Legend and lore are rampant everywhere. The Pascack Valley is no different. The Lenape (le-nah-pay) Indians lived in New Jersey at the time the white men (Europeans) first settled here. A pamphlet published in London in 1648 states that there were 23 Indian kingdoms in this area with 2,000 warriors in them. About 25 years later the total number of Indians living in New Jersey was estimated by authorities “at about 1,000 warriors.” An official document dated 1721 states that there were “but few, and very innocent and friendly” Indians in this state. The legend of Indian caves in the Glen, Indian burial sites in Hillsdale, etc. have never been proven factually. No archeological record of a Lenape village, cave or campsite has ever been found in the Pascack Valley. That, of course, does not mean they did not exist.

My wife and I recently bought a house on Glen Road in Woodcliff Lake, N.J. The house was built in 1932 and my curiosity has led me to want to find out the history behind the property. Would the town clerk’s office be my first stop to find out about the past mortgages and deed? Thank you. (A.S., Woodcliff Lake)

There is no harm in making an inquiry in the town clerk’s office. Sometimes local officials have personal memories of old homesteads in their communities. However, the only place to find deeds, mortgages, land maps, etc. is the Bergen County Clerk’s office (www.bergencountyclerk.org or call 201-336-7000). They are very helpful and I am sure if you made an inquiry they would do their best to help you chronicle the history of your home and the property it stands on.

I live on Soldier Hill Road in Emerson, N.J. I’ve heard lots of stories about this area. How did the street get its name? Is it true that a famous Revolutionary War battle took place here and that an American General was killed in the battle? (R.P., Emerson)

Soldier Hill Road and its environs have a fascinating history. The road got its name from the Revolutionary War period when the ridge it crosses was used not in battle, but as a camping ground by the Continental Army. This was later to become one of the first east-west roads linking the Hackensack Valley with Saddle River and Paramus. During the encampment, your neighborhood saw Generals Washington, Greene, Lafayette, and Von Steuben stay there. Brigadier General Enoch Poor (Poore) (1736-1780) died there on September 8, 1780, and was taken to Hackensack for burial, which Washington, Lafayette and many regiments participated in, with full military honors. Perhaps you might like to visit his grave at the First Reformed Dutch Church Cemetery “Old Church on the Green” at 42 Court Street in Hackensack. The historical community of Bergen County remembers him and honors him to this day.      

 

 

I used to hear my grandfather talk about Forsheetown. Was it a place or a house? (V.I., Montvale)

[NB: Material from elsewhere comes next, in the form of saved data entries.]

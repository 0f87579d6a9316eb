use indexmap::IndexMap;
use serde::{Deserialize, Serialize};

/// Performance of a single betting market
#[derive(Debug, Clone, Default, Serialize, Deserialize, PartialEq)]
pub struct MarketStats {
    pub total_bets: u64,
    pub wins: u64,
    pub losses: u64,
    pub cashouts: u64,
    /// Cashouts that closed with profit > 0
    pub cashouts_positive: u64,
    pub total_stake: f64,
    pub total_profit: f64,
    /// Percentage, 2 decimals
    pub win_rate: f64,
    /// Percentage, 2 decimals
    pub roi: f64,
}

/// Count of bets per result tag
#[derive(Debug, Clone, Copy, Default, Serialize, Deserialize, PartialEq, Eq)]
pub struct ResultCounts {
    pub win: u64,
    pub loss: u64,
    pub pending: u64,
    pub void: u64,
    pub cashout: u64,
}

impl ResultCounts {
    pub fn total(&self) -> u64 {
        self.win + self.loss + self.pending + self.void + self.cashout
    }
}

/// Aggregate performance report for a user over a period
#[derive(Debug, Clone, Serialize, Deserialize, PartialEq)]
pub struct BetStats {
    pub total_bets: u64,
    pub total_stake: f64,
    pub total_profit: f64,
    pub avg_odd: f64,
    pub win_rate: f64,
    pub roi: f64,
    pub by_result: ResultCounts,
    /// Keyed by market name, in first-seen order
    pub by_market: IndexMap<String, MarketStats>,
    /// Market with the highest win rate
    pub best_market: Option<String>,
    /// Market with the most losses
    pub worst_market: Option<String>,
    pub positive_cashouts: u64,
    pub positive_cashouts_profit: f64,
}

Forsheetown, sometimes shortened to Sheetown, was an area in Montvale named for the Forshee family whose farm lay on both sides of present-day Woodland Road to the north of Magnolia Avenue. John “Furshur” acquired the land in 1752 and his son William went there to live in 1762. His descendants continued a long occupancy into the early 1900s. Magnolia Avenue in that locality and the northerly part of Woodland Road were called the Forsheetown Road in past years.

I was told that a dam by Park Ridge’s Electric Light Pond once burst. Is that true? (J.B. Westwood)

Yes, it burst on April 1, 1909, after a violent and steady rainstorm. It knocked out the town’s new electric street lights that had only been in place for six weeks.

I hear people say LENNI LENAPE INDIANS and LENAPE INDIANS… which one is correct? (M.F., Township of Washington)

According to the chief of the Lenape Nation in Anadarko, Oklahoma, the term LENAPE should suffice. Lenni and Lenape mean the same thing: “original people.” Incidentally, the chief says SHE prefers the term INDIAN to NATIVE AMERICAN.